# 20w-50 IN A 16V??



## TcM92 (Feb 1, 2006)

Call me crazy but, My good friend just picked up a nice clean 89 jetta GLI and he wants to change the oil, so his brother then tells him you are "supposed" to run 20w 50 in those motors trust me he says. Now im no know it all but I am a California certified smog tech and ASE certified and I know for a fact volkswagen does not recommend putting anything close to that heavy in that motor reguardless of the miles. The thing is the next day i herd the same thing from a 75 year old women about her 80's vw. The sources I have herd this from are not very reliable so I want to see what other INFORMED people think. Please help am I crazy or are they?
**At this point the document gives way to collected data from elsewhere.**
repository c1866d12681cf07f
//! Core of the federated round coordinator: parameter sets, FedAvg aggregation, participant
//! selection, client sessions and the round state machine.

use std::sync::atomic::{AtomicBool, Ordering};

use anyhow::Result;
use once_cell::sync::OnceCell;
use tracing::info;
use tracing_subscriber::{layer::SubscriberExt, util::SubscriberInitExt, EnvFilter};

pub mod aggregator;
pub mod bootstrap;
pub mod client_proxy;
pub mod config;
pub mod coordinator;
pub mod error;
pub mod history;
pub mod metrics;
pub mod parameters;
pub mod protocol;
pub mod scheduler;
pub mod session;
pub mod snapshot;
pub mod state;
pub mod trainer;

#[cfg(test)]
mod testing;

pub use aggregator::{aggregate_evaluate, aggregate_fit, AggregatedMetrics, EvaluateAggregate};
pub use bootstrap::{load_initial_parameters, InitialSource, ModelSpec};
pub use client_proxy::{ClientProxy, LocalClientProxy, RemoteClientProxy};
pub use config::{Device, ServerConfig, TrainConfig};
pub use coordinator::{Coordinator, CoordinatorHandle};
pub use error::{AbortReason, ClientError, FlError, Phase};
pub use history::{RoundRecord, RunSummary};
pub use parameters::{DType, ParameterSet, Tensor, TensorData};
pub use protocol::ClientId;
pub use state::CoordinatorState;
pub use trainer::{EvaluateOutput, FitOutput, LocalTrainer};

static TRACING_INIT: OnceCell<()> = OnceCell::new();
static LIVENESS: AtomicBool = AtomicBool::new(true);
static READINESS: AtomicBool = AtomicBool::new(false);

pub fn mark_ready() {
    READINESS.store(true, Ordering::SeqCst);
}

pub fn clear_ready() {
    READINESS.store(false, Ordering::SeqCst);
}

pub fn mark_not_live() {
    LIVENESS.store(false, Ordering::SeqCst);
}

pub fn is_live() -> bool {
    LIVENESS.load(Ordering::SeqCst)
}

pub fn is_ready() -> bool {
    READINESS.load(Ordering::SeqCst)
}

/// `RUST_LOG` filter (default `info`); JSON lines when `FEDROUND_JSON_LOG` is `1` or `true`.
/// Safe to call more than once.
pub fn init_tracing(service: &str) -> Result<()> {
    TRACING_INIT.get_or_try_init(|| -> Result<()> {
        let json = std::env::var("FEDROUND_JSON_LOG")
            .ok()
            .map(|v| v == "1" || v.eq_ignore_ascii_case("true"))
            .unwrap_or(false);
        let filter = EnvFilter::try_from_default_env().unwrap_or_else(|_| EnvFilter::new("info"));
        let registry = tracing_subscriber::registry().with(filter);
        if json {
            registry
                .with(tracing_subscriber::fmt::layer().json().flatten_event(true).with_current_span(true).with_span_list(false))
                .try_init()?;
        } else {
            registry.with(tracing_subscriber::fmt::layer().with_target(true).with_line_number(true)).try_init()?;
        }
        Ok(())
    })?;
    info!(service, "tracing_initialized");
    Ok(())
}

#[cfg(test)]
mod tests {
    use super::*;

    #[test]
    fn readiness_flags_toggle() {
        mark_ready();
        assert!(is_ready());
        clear_ready();
        assert!(!is_ready());
        assert!(is_live());
    }

    #[test]
    fn init_tracing_is_idempotent() {
        init_tracing("test").unwrap();
        init_tracing("test").unwrap();
    }
}
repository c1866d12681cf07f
use std::net::SocketAddr;
use std::time::Duration;

use anyhow::Result;
use fedround_core::{clear_ready, mark_ready, Coordinator, CoordinatorHandle, ParameterSet, RunSummary, ServerConfig};
use tokio::net::TcpListener;
use tokio::sync::oneshot;
use tracing::{info, warn};

use crate::http::{router, AppState};

const CLIENT_CONNECT_TIMEOUT: Duration = Duration::from_secs(10);

/// A bound HTTP listener plus the coordinator it fronts.
pub struct Federation {
    listener: TcpListener,
    coordinator: Coordinator,
    handle: CoordinatorHandle,
    http: reqwest::Client,
}

impl Federation {
    pub async fn bind(addr: SocketAddr, config: ServerConfig, initial: ParameterSet) -> Result<Self> {
        let (coordinator, handle) = Coordinator::new(config, initial)?;
        let http = reqwest::Client::builder().connect_timeout(CLIENT_CONNECT_TIMEOUT).build()?;
        let listener = TcpListener::bind(addr).await?;
        info!(addr = %listener.local_addr()?, "federation_module_initialized");
        Ok(Self { listener, coordinator, handle, http })
    }

    pub fn local_addr(&self) -> Result<SocketAddr> {
        Ok(self.listener.local_addr()?)
    }

    pub fn handle(&self) -> CoordinatorHandle {
        self.handle.clone()
    }

    /// Serve the transport while the coordinator runs; stop serving once it terminates.
    pub async fn run(self) -> Result<RunSummary> {
        let Federation { listener, coordinator, handle, http } = self;
        let app = router(AppState { handle, http });
        let (stop, stopped) = oneshot::channel::<()>();
        let server = tokio::spawn(async move {
            axum::serve(listener, app)
                .with_graceful_shutdown(async move {
                    let _ = stopped.await;
                })
                .await
        });
        mark_ready();
        let summary = coordinator.run().await;
        clear_ready();
        let _ = stop.send(());
        match server.await {
            Ok(Ok(())) => {}
            Ok(Err(e)) => warn!(error = %e, "http_server_error"),
            Err(e) => warn!(error = %e, "http_server_task_failed"),
        }
        info!(state = ?summary.state, round = summary.round, "federation_module_shutdown");
        Ok(summary)
    }
}
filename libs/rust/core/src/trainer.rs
//! Local Trainer: the client-side collaborator that owns the model computation.

use crate::config::{Device, TrainConfig};
use crate::parameters::ParameterSet;
use crate::protocol::Metrics;

#[derive(Debug, Clone)]
pub struct FitOutput {
    pub parameters: ParameterSet,
    pub num_examples: u64,
    pub metrics: Metrics,
}

#[derive(Debug, Clone)]
pub struct EvaluateOutput {
    pub loss: f64,
    pub num_examples: u64,
    pub metrics: Metrics,
}

/// Runs on the client. Calls may block for a long time; async callers should move
/// them onto a blocking thread.
pub trait LocalTrainer: Send + 'static {
    /// Current local parameters.
    fn get_parameters(&self) -> ParameterSet;

    /// Train starting from `parameters` and return the updated set.
    fn fit(&mut self, parameters: &ParameterSet, config: &TrainConfig, device: Device) -> anyhow::Result<FitOutput>;

    /// Score `parameters` on local held-out data.
    fn evaluate(&mut self, parameters: &ParameterSet, config: &TrainConfig, device: Device) -> anyhow::Result<EvaluateOutput>;
}
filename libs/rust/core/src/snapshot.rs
//! On-disk parameter snapshots.
//!
//! A snapshot is a JSON document holding the tensors in model order plus a SHA-256
//! checksum that is verified on load. Writes are atomic: the document goes to a sibling
//! temp file which is fsynced and renamed over the target.

use std::fs;
use std::io::Write;
use std::path::{Path, PathBuf};

use chrono::{DateTime, Utc};
use serde::{Deserialize, Serialize};
use tracing::{debug, info};

use crate::error::{FlError, Result};
use crate::parameters::ParameterSet;

pub const SNAPSHOT_FORMAT: &str = "fedround-snapshot";
pub const SNAPSHOT_VERSION: u32 = 1;

#[derive(Debug, Clone, Serialize, Deserialize)]
pub struct Snapshot {
    pub format: String,
    pub version: u32,
    pub created_at: DateTime<Utc>,
    #[serde(default, skip_serializing_if = "Option::is_none")]
    pub round: Option<u64>,
    pub checksum: String,
    pub tensors: ParameterSet,
}

impl Snapshot {
    pub fn new(tensors: ParameterSet, round: Option<u64>) -> Self {
        Self {
            format: SNAPSHOT_FORMAT.into(),
            version: SNAPSHOT_VERSION,
            created_at: Utc::now(),
            round,
            checksum: tensors.digest(),
            tensors,
        }
    }

    fn verify(&self) -> Result<()> {
        if self.format != SNAPSHOT_FORMAT {
            return Err(FlError::Snapshot(format!("unknown snapshot format {:?}", self.format)));
        }
        if self.version != SNAPSHOT_VERSION {
            return Err(FlError::Snapshot(format!("unsupported snapshot version {}", self.version)));
        }
        let actual = self.tensors.digest();
        if actual != self.checksum {
            return Err(FlError::Snapshot(format!("checksum mismatch: recorded {}, computed {actual}", self.checksum)));
        }
        Ok(())
    }
}

pub fn save(path: &Path, parameters: &ParameterSet, round: Option<u64>) -> Result<()> {
    let snapshot = Snapshot::new(parameters.clone(), round);
    let bytes = serde_json::to_vec(&snapshot)?;
    write_atomic(path, &bytes)?;
    info!(path = %path.display(), tensors = parameters.len(), checksum = %snapshot.checksum, "snapshot_written");
    Ok(())
}

pub fn load(path: &Path) -> Result<Snapshot> {
    let bytes = fs::read(path).map_err(|e| FlError::Snapshot(format!("cannot read {}: {e}", path.display())))?;
    let snapshot: Snapshot = serde_json::from_slice(&bytes)
        .map_err(|e| FlError::Snapshot(format!("cannot decode {}: {e}", path.display())))?;
    snapshot.verify()?;
    debug!(path = %path.display(), tensors = snapshot.tensors.len(), "snapshot_loaded");
    Ok(snapshot)
}

fn temp_path(path: &Path) -> PathBuf {
    let file = path.file_name().map(|f| f.to_string_lossy().into_owned()).unwrap_or_else(|| "snapshot".into());
    path.with_file_name(format!(".{file}.{}.tmp", uuid::Uuid::new_v4().simple()))
}

fn write_atomic(path: &Path, bytes: &[u8]) -> Result<()> {
    if let Some(parent) = path.parent().filter(|p| !p.as_os_str().is_empty()) {
        fs::create_dir_all(parent)?;
    }
    let tmp = temp_path(path);
    let written = (|| -> std::io::Result<()> {
        let mut file = fs::File::create(&tmp)?;
        file.write_all(bytes)?;
        file.sync_all()?;
        fs::rename(&tmp, path)
    })();
    if let Err(e) = written {
        let _ = fs::remove_file(&tmp);
        return Err(e.into());
    }
    // persist the rename itself; not every platform lets a directory be opened
    #[cfg(unix)]
    if let Some(parent) = path.parent().filter(|p| !p.as_os_str().is_empty()) {
        if let Ok(dir) = fs::File::open(parent) {
            let _ = dir.sync_all();
        }
    }
    Ok(())
}

#[cfg(test)]
mod tests {
    use super::*;
    use crate::parameters::{Tensor, TensorData};

    fn scratch_dir() -> PathBuf {
        let dir = std::env::temp_dir().join(format!("fedround-snapshot-{}", uuid::Uuid::new_v4().simple()));
        fs::create_dir_all(&dir).unwrap();
        dir
    }

    fn sample() -> ParameterSet {
        ParameterSet::new(vec![
            Tensor::new("conv.weight", vec![2, 1, 3], TensorData::F32(vec![0.5, -1.25, 3.0e-8, f32::NAN, 7.0, -0.0])).unwrap(),
            Tensor::new("conv.bias", vec![2], TensorData::F64(vec![1.0 / 3.0, f64::MAX])).unwrap(),
        ])
    }

    #[test]
    fn round_trip_is_bit_identical() {
        let dir = scratch_dir();
        let path = dir.join("model.json");
        let params = sample();
        save(&path, &params, Some(4)).unwrap();
        let loaded = load(&path).unwrap();
        assert!(loaded.tensors.bit_eq(&params));
        assert_eq!(loaded.tensors.layout(), params.layout());
        assert_eq!(loaded.round, Some(4));
        fs::remove_dir_all(dir).unwrap();
    }

    #[test]
    fn write_leaves_no_temp_files() {
        let dir = scratch_dir();
        let path = dir.join("nested").join("model.json");
        save(&path, &sample(), None).unwrap();
        save(&path, &sample(), Some(1)).unwrap();
        let entries: Vec<_> = fs::read_dir(path.parent().unwrap()).unwrap().map(|e| e.unwrap().file_name()).collect();
        assert_eq!(entries, vec![std::ffi::OsString::from("model.json")]);
        fs::remove_dir_all(dir).unwrap();
    }

    #[test]
    fn tampered_snapshot_is_rejected() {
        let dir = scratch_dir();
        let path = dir.join("model.json");
        save(&path, &sample(), None).unwrap();
        let mut doc: serde_json::Value = serde_json::from_slice(&fs::read(&path).unwrap()).unwrap();
        doc["tensors"][0]["name"] = serde_json::json!("renamed");
        fs::write(&path, serde_json::to_vec(&doc).unwrap()).unwrap();
        assert!(matches!(load(&path), Err(FlError::Snapshot(msg)) if msg.contains("checksum")));
        fs::remove_dir_all(dir).unwrap();
    }

    #[test]
    fn missing_file_is_a_snapshot_error() {
        let err = load(Path::new("/definitely/not/here.json")).unwrap_err();
        assert!(matches!(err, FlError::Snapshot(_)));
    }
}
//! Client-side HTTP routes answering the coordinator's instructions.

use std::sync::Arc;

use axum::{
    extract::State,
    http::StatusCode,
    response::{IntoResponse, Response},
    routing::{get, post},
    Json, Router,
};
use fedround_core::protocol::{EvaluateIns, FitIns, ShutdownNotice};
use fedround_core::{ClientError, ClientProxy};
use parking_lot::Mutex;
use tokio::sync::oneshot;
use tower_http::trace::TraceLayer;
use tracing::{info, warn};

#[derive(Clone)]
pub struct ClientState {
    pub proxy: Arc<dyn ClientProxy>,
    shutdown: Arc<Mutex<Option<oneshot::Sender<ShutdownNotice>>>>,
}

impl ClientState {
    /// State plus the receiver that resolves when the coordinator ends the run.
    pub fn new(proxy: Arc<dyn ClientProxy>) -> (Self, oneshot::Receiver<ShutdownNotice>) {
        let (tx, rx) = oneshot::channel();
        (Self { proxy, shutdown: Arc::new(Mutex::new(Some(tx))) }, rx)
    }
}

struct ApiError(ClientError);

impl IntoResponse for ApiError {
    fn into_response(self) -> Response {
        warn!(error = %self.0, "trainer_request_failed");
        (StatusCode::INTERNAL_SERVER_ERROR, self.0.to_string()).into_response()
    }
}

impl From<ClientError> for ApiError {
    fn from(e: ClientError) -> Self {
        Self(e)
    }
}

pub fn router(state: ClientState) -> Router {
    Router::new()
        .route("/v1/parameters", get(parameters))
        .route("/v1/fit", post(fit))
        .route("/v1/evaluate", post(evaluate))
        .route("/v1/shutdown", post(shutdown))
        .layer(TraceLayer::new_for_http())
        .with_state(state)
}

async fn parameters(State(st): State<ClientState>) -> Result<impl IntoResponse, ApiError> {
    Ok(Json(st.proxy.get_parameters().await?))
}

async fn fit(State(st): State<ClientState>, Json(ins): Json<FitIns>) -> Result<impl IntoResponse, ApiError> {
    let round = ins.round;
    let result = st.proxy.fit(ins).await?;
    info!(round, num_examples = result.num_examples, "fit_done");
    Ok(Json(result))
}

async fn evaluate(State(st): State<ClientState>, Json(ins): Json<EvaluateIns>) -> Result<impl IntoResponse, ApiError> {
    let round = ins.round;
    let result = st.proxy.evaluate(ins).await?;
    info!(round, loss = result.loss, num_examples = result.num_examples, "evaluate_done");
    Ok(Json(result))
}

async fn shutdown(State(st): State<ClientState>, Json(notice): Json<ShutdownNotice>) -> StatusCode {
    info!(state = ?notice.state, reason = %notice.reason, "shutdown_notice");
    if let Some(tx) = st.shutdown.lock().take() {
        let _ = tx.send(notice);
    }
    StatusCode::NO_CONTENT
}
fn update_commands(request: UpdatePdrRequest) -> Vec<Command> {
    let mut commands: Vec<Command> = Vec::new();

    if let Some(goals) = request.goals {
        commands.push(Command::ReviseGoals { goals });
    }
    if let Some(behaviors) = request.behaviors {
        commands.push(Command::ReviseBehaviors { behaviors });
    }
    for entry in request.goal_feedback {
        let (goal_index, comments) = feedback_comments(entry);
        commands.push(Command::RecordGoalFeedback {
            goal_index,
            comments,
        });
    }
    for entry in request.behavior_feedback {
        let (behavior_index, comments) = feedback_comments(entry);
        commands.push(Command::RecordBehaviorFeedback {
            behavior_index,
            comments,
        });
    }

    commands
}

/// Creates a new PDR for the acting employee.
///
/// This function:
/// - Verifies the actor is an employee
/// - Validates the review year
/// - Stores the PDR in `CREATED`
/// - Records the creation in the audit trail
///
/// # Arguments
///
/// * `repository` - The PDR repository
/// * `request` - The API request to create a PDR
/// * `authenticated_actor` - The authenticated actor performing this action
/// * `cause` - The cause or reason for this action
///
/// # Errors
///
/// Returns an error if:
/// - The actor is not an employee
/// - The year is outside the accepted range
/// - The employee already has a PDR for the year
pub fn create_pdr(
    repository: &mut impl PdrRepository,
    request: &CreatePdrRequest,
    authenticated_actor: &AuthenticatedActor,
    cause: Cause,
) -> Result<CreatePdrResponse, ApiError> {
    AuthorizationService::authorize_create_pdr(authenticated_actor)?;

    if !(MIN_REVIEW_YEAR..=MAX_REVIEW_YEAR).contains(&request.year) {
        return Err(ApiError::InvalidInput {
            field: String::from("year"),
            message: format!(
                "Review year must be between {MIN_REVIEW_YEAR} and {MAX_REVIEW_YEAR}, got {}",
                request.year
            ),
        });
    }

    let pdr: Pdr = repository.insert_pdr(authenticated_actor.user_id, request.year)?;

    let event: AuditEvent = AuditEvent::new(
        pdr.pdr_id,
        authenticated_actor.to_audit_actor(),
        cause,
        Action::new(
            String::from("CreatePdr"),
            Some(format!("year {}", request.year)),
        ),
        pdr.snapshot(),
        pdr.snapshot(),
    );
    repository.append_audit_event(event, current_timestamp()?);

    info!(
        pdr_id = pdr.pdr_id,
        owner_id = pdr.owner_id,
        year = pdr.year,
        "Created PDR"
    );

    let permissions: PdrPermissions = permissions_for(&pdr, authenticated_actor);
    Ok(CreatePdrResponse {
        pdr: pdr_to_info(&pdr, &permissions),
        message: format!("Created PDR {} for {}", pdr.pdr_id, pdr.year),
    })
}

/// Reads one PDR.
///
/// CEO comments are removed when the actor may not view them yet.
///
/// # Errors
///
/// Returns an error if the PDR does not exist or the actor may not view it.
pub fn get_pdr(
    repository: &impl PdrRepository,
    pdr_id: i64,
    authenticated_actor: &AuthenticatedActor,
) -> Result<GetPdrResponse, ApiError> {
    let (pdr, permissions) = load_visible_pdr(repository, pdr_id, authenticated_actor)?;
    debug!(pdr_id, status = %pdr.status, "Read PDR");

    Ok(GetPdrResponse {
        pdr: pdr_to_info(&pdr, &permissions),
        permissions,
    })
}
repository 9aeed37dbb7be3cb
// Copyright (C) 2026 Fred Clausen
// Use of this source code is governed by an MIT-style
// license that can be found in the LICENSE file or at
// https://opensource.org/licenses/MIT.

use crate::{DomainError, PdrAction, PdrStatus, UserRole};

#[test]
fn test_domain_error_display() {
    let err: DomainError = DomainError::InvalidStatus(String::from("BOGUS"));
    assert_eq!(format!("{err}"), "Invalid PDR status: 'BOGUS'");

    let err: DomainError = DomainError::InvalidRole(String::from("intern"));
    assert_eq!(format!("{err}"), "Invalid user role: 'intern'");

    let err: DomainError = DomainError::InvalidAction(String::from("approve"));
    assert_eq!(format!("{err}"), "Invalid PDR action: 'approve'");

    let err: DomainError = DomainError::InvalidValidationField(String::from("salary"));
    assert_eq!(format!("{err}"), "Unrecognized validation field: salary");

    let err: DomainError = DomainError::UnknownNotificationType(String::from("PDR_PARTY"));
    assert_eq!(format!("{err}"), "Unknown notification type: 'PDR_PARTY'");

    let err: DomainError = DomainError::InvalidTransition {
        from: PdrStatus::Created,
        to: PdrStatus::PlanLocked,
        action: PdrAction::ApprovePlan,
    };
    assert_eq!(
        format!("{err}"),
        "Invalid transition: CREATED -> PLAN_LOCKED via 'approvePlan'"
    );

    let err: DomainError = DomainError::RoleNotAllowed {
        from: PdrStatus::Created,
        to: PdrStatus::Submitted,
        action: PdrAction::SubmitInitialPdr,
        role: UserRole::Ceo,
    };
    assert_eq!(
        format!("{err}"),
        "Role CEO is not allowed to perform 'submitInitialPDR' (CREATED -> SUBMITTED)"
    );

    let err: DomainError = DomainError::InvalidContent(String::from("goal index 4"));
    assert_eq!(format!("{err}"), "Invalid content: goal index 4");
}
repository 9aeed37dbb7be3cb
// Copyright (C) 2026 Fred Clausen
// Use of this source code is governed by an MIT-style
// license that can be found in the LICENSE file or at
// https://opensource.org/licenses/MIT.

#![allow(clippy::expect_used, clippy::unwrap_used)]

mod helpers;
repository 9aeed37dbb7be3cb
// Copyright (C) 2026 Fred Clausen
// Use of this source code is governed by an MIT-style
// license that can be found in the LICENSE file or at
// https://opensource.org/licenses/MIT.

use crate::command::Command;
use crate::error::CoreError;
use crate::state::{Pdr, TransitionResult};
use pdr_audit::{Action, Actor, AuditEvent, Cause};
use pdr_domain::{
    Behavior, Capability, Goal, Notification, PdrAction, PdrPermissions, PdrStatus,
    StateTransition, ValidationResult, create_pdr_notification, find_transition,
    get_pdr_permissions, validate_transition_requirements,
};

fn require(
    capability: Capability,
    operation: &str,
    permissions: &PdrPermissions,
) -> Result<(), CoreError> {
    if capability.is_allowed() {
        return Ok(());
    }
    Err(CoreError::PermissionDenied {
        operation: operation.to_string(),
        reason: permissions
            .read_only_reason
            .clone()
            .unwrap_or_else(|| String::from("not permitted for this role and status")),
    })
}

// CEO comments are carried over by position. Callers anchor commented
// entries with `ensure_feedback_anchored` first.
fn merge_goals(existing: &[Goal], revised: Vec<Goal>) -> Vec<Goal> {
    revised
        .into_iter()
        .enumerate()
        .map(|(i, goal)| Goal {
            ceo_comments: existing.get(i).and_then(|old| old.ceo_comments.clone()),
            ..goal
        })
        .collect()
}

fn merge_behaviors(existing: &[Behavior], revised: Vec<Behavior>) -> Vec<Behavior> {
    revised
        .into_iter()
        .enumerate()
        .map(|(i, behavior)| Behavior {
            ceo_comments: existing.get(i).and_then(|old| old.ceo_comments.clone()),
            ..behavior
        })
        .collect()
}

/// Rejects a revision that would detach CEO feedback from its entry.
///
/// An entry carrying CEO comments must stay at its position under the same
/// key (goal title or behavior description). New entries may be appended
/// and commented entries may have their other fields edited.
fn ensure_feedback_anchored<T>(
    operation: &str,
    field: &str,
    existing: &[T],
    revised: &[T],
    key: impl Fn(&T) -> &str,
    has_feedback: impl Fn(&T) -> bool,
) -> Result<(), CoreError> {
    let detached: Option<usize> = existing.iter().enumerate().find_map(|(i, old)| {
        let kept: bool = revised
            .get(i)
            .is_some_and(|new| key(new).trim() == key(old).trim());
        (has_feedback(old) && !kept).then_some(i)
    });

    match detached {
        None => Ok(()),
        Some(index) => Err(CoreError::PermissionDenied {
            operation: operation.to_string(),
            reason: format!(
                "{field} {index} carries CEO feedback and cannot be removed or replaced"
            ),
        }),
    }
}

fn apply_transition(
    pdr: &Pdr,
    target: PdrStatus,
    action: PdrAction,
    actor: &Actor,
    permissions: &PdrPermissions,
) -> Result<(Pdr, Notification), CoreError> {
    require(permissions.can_view, action.as_str(), permissions)?;

    let transition: &StateTransition = find_transition(pdr.status, target, action, actor.role)?;

    let requirements: ValidationResult = validate_transition_requirements(&pdr.data, transition);
    if !requirements.is_valid() {
        return Err(CoreError::RequirementsNotMet(requirements.into_errors()));
    }

    let mut new_pdr: Pdr = pdr.clone();
    new_pdr.status = transition.to;

    let notification: Notification = create_pdr_notification(
        pdr.pdr_id,
        pdr.owner_id,
        action.notification_type(),
        Some(&actor.display_name),
    );

    Ok((new_pdr, notification))
}

/// Applies a command to a PDR, producing the new PDR and an audit event.
///
/// This function:
/// - Resolves the actor's permissions from the PDR's status and ownership
/// - For transitions, checks the transition table and the content requirements
/// - For edits, checks the field-group edit capability
/// - Never mutates the input PDR
///
/// # Arguments
///
/// * `pdr` - The current PDR (immutable)
/// * `command` - The command to apply
/// * `actor` - The actor performing this action
/// * `cause` - The cause or reason for this action
///
/// # Returns
///
/// * `Ok(TransitionResult)` containing the new PDR, the audit event and an
///   optional notification
/// * `Err(CoreError)` if the command is not permitted or invalid
///
/// # Errors
///
/// Returns an error if:
/// - The actor's permissions do not cover the command
/// - The transition is not in the table or not open to the actor's role
/// - The PDR content does not satisfy the transition's requirements
/// - A feedback index is out of range
pub fn apply(
    pdr: &Pdr,
    command: Command,
    actor: &Actor,
    cause: Cause,
) -> Result<TransitionResult, CoreError> {
    let permissions: PdrPermissions =
        get_pdr_permissions(pdr.status, actor.role, pdr.is_owned_by(actor.user_id));
    let name: &'static str = command.name();

    let (new_pdr, notification, details): (Pdr, Option<Notification>, String) = match command {
        Command::Transition { target, action } => {
            let (new_pdr, notification) =
                apply_transition(pdr, target, action, actor, &permissions)?;
            let details: String = format!("{} -> {}", pdr.status, new_pdr.status);
            (new_pdr, Some(notification), details)
        }
        Command::ReviseGoals { goals } => {
            require(permissions.can_edit_employee_fields, name, &permissions)?;
            if !permissions.can_edit_ceo_fields.is_allowed() {
                ensure_feedback_anchored(
                    name,
                    "goal",
                    &pdr.data.goals,
                    &goals,
                    |goal| goal.title.as_str(),
                    |goal| goal.ceo_comments.is_some(),
                )?;
            }
            let mut new_pdr: Pdr = pdr.clone();
            let details: String = format!("{} goal(s)", goals.len());
            new_pdr.data.goals = merge_goals(&pdr.data.goals, goals);
            (new_pdr, None, details)
        }
        Command::ReviseBehaviors { behaviors } => {
            require(permissions.can_edit_employee_fields, name, &permissions)?;
            if !permissions.can_edit_ceo_fields.is_allowed() {
                ensure_feedback_anchored(
                    name,
                    "behavior",
                    &pdr.data.behaviors,
                    &behaviors,
                    |behavior| behavior.description.as_str(),
                    |behavior| behavior.ceo_comments.is_some(),
                )?;
            }
            let mut new_pdr: Pdr = pdr.clone();
            let details: String = format!("{} behavior(s)", behaviors.len());
            new_pdr.data.behaviors = merge_behaviors(&pdr.data.behaviors, behaviors);
            (new_pdr, None, details)
        }
        Command::RecordGoalFeedback {
            goal_index,
            comments,
        } => {
            require(permissions.can_edit_ceo_fields, name, &permissions)?;
            let mut new_pdr: Pdr = pdr.clone();
            let len: usize = new_pdr.data.goals.len();
            let goal: &mut Goal = new_pdr
                .data
                .goals
                .get_mut(goal_index)
                .ok_or(CoreError::IndexOutOfRange {
                    field: "goal",
                    index: goal_index,
                    len,
                })?;
            goal.ceo_comments = comments;
            (new_pdr, None, format!("goal {goal_index}"))
        }
        Command::RecordBehaviorFeedback {
            behavior_index,
            comments,
        } => {
            require(permissions.can_edit_ceo_fields, name, &permissions)?;
            let mut new_pdr: Pdr = pdr.clone();
            let len: usize = new_pdr.data.behaviors.len();
            let behavior: &mut Behavior = new_pdr
                .data
                .behaviors
                .get_mut(behavior_index)
                .ok_or(CoreError::IndexOutOfRange {
                    field: "behavior",
                    index: behavior_index,
                    len,
                })?;
            behavior.ceo_comments = comments;
            (new_pdr, None, format!("behavior {behavior_index}"))
        }
    };

    let audit_event: AuditEvent = AuditEvent::new(
        pdr.pdr_id,
        actor.clone(),
        cause,
        Action::new(name.to_string(), Some(details)),
        pdr.snapshot(),
        new_pdr.snapshot(),
    );

    Ok(TransitionResult {
        new_pdr,
        audit_event,
        notification,
    })
}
_Modified by TcM92 at 12:55 PM 11-18-2009_


----------



## slvrbmbr (Jun 2, 2009)

i couldnt imagine that. 20w 50 is what my friend uses in his 600 whp 350z so i doubt it. i would prob say 5w-30 . does it list it on the oil cap? or the owners manual


----------



## animaniac (May 26, 2005)

*Re: (slvrbmbr)*

30 is too thin for many new motors let alone old ones.
Any of theses grades 0w,5w,10w/40 will be fine, 20W/50 is too thick, and problem is many ''cheap'' inferior quality oils are in the 20w/50 grade.
No need to run a 20w oil no matter where you are even in the desert, but if i was in the desert i'd run a 10w/50 or 60 oil to cope with the high engine temps.


----------



## whrichardson420 (Mar 28, 2009)

*Re: (animaniac)*

just so you all know it does say u can run 20/50 in a 16v engine acording to the bently... as long as the temp is above 20 degrees... on the temp scale in the book it shows 20/50 over 10/40 in temps above 70... and i would think the bently is pretty reliable


----------



## kungfoojesus (Jan 10, 2005)

why would you though? a lot of weights are acceptable and the "best" weight would suit driving and climate conditions.


----------



## Ted (Dec 27, 1999)

*Re: (kungfoojesus)*

I had a 2.0 16v GLI and for over 10 years it saw nothing BUT 20w50 and it ran strong with over 150K miles when I sold it


----------



## VolksAddict (Aug 9, 2004)

*Re: (kungfoojesus)*


_Quote, originally posted by *kungfoojesus* »_why would you though? a lot of weights are acceptable and the "best" weight would suit driving and climate conditions.

agreed http://****************.com/smile/emthup.gif


----------



## Mr Roo (Aug 8, 2006)

*Re: (VolksAddict)*

my gti only ran 20 50 for as long as I owned it. I was told by many to run this especially as 16 v gets up in miles. I tried several times to run lower oil and the oil pressure light would immediately come on. I would go back to 20 50 and light would go off and I was not burning any oil either.


----------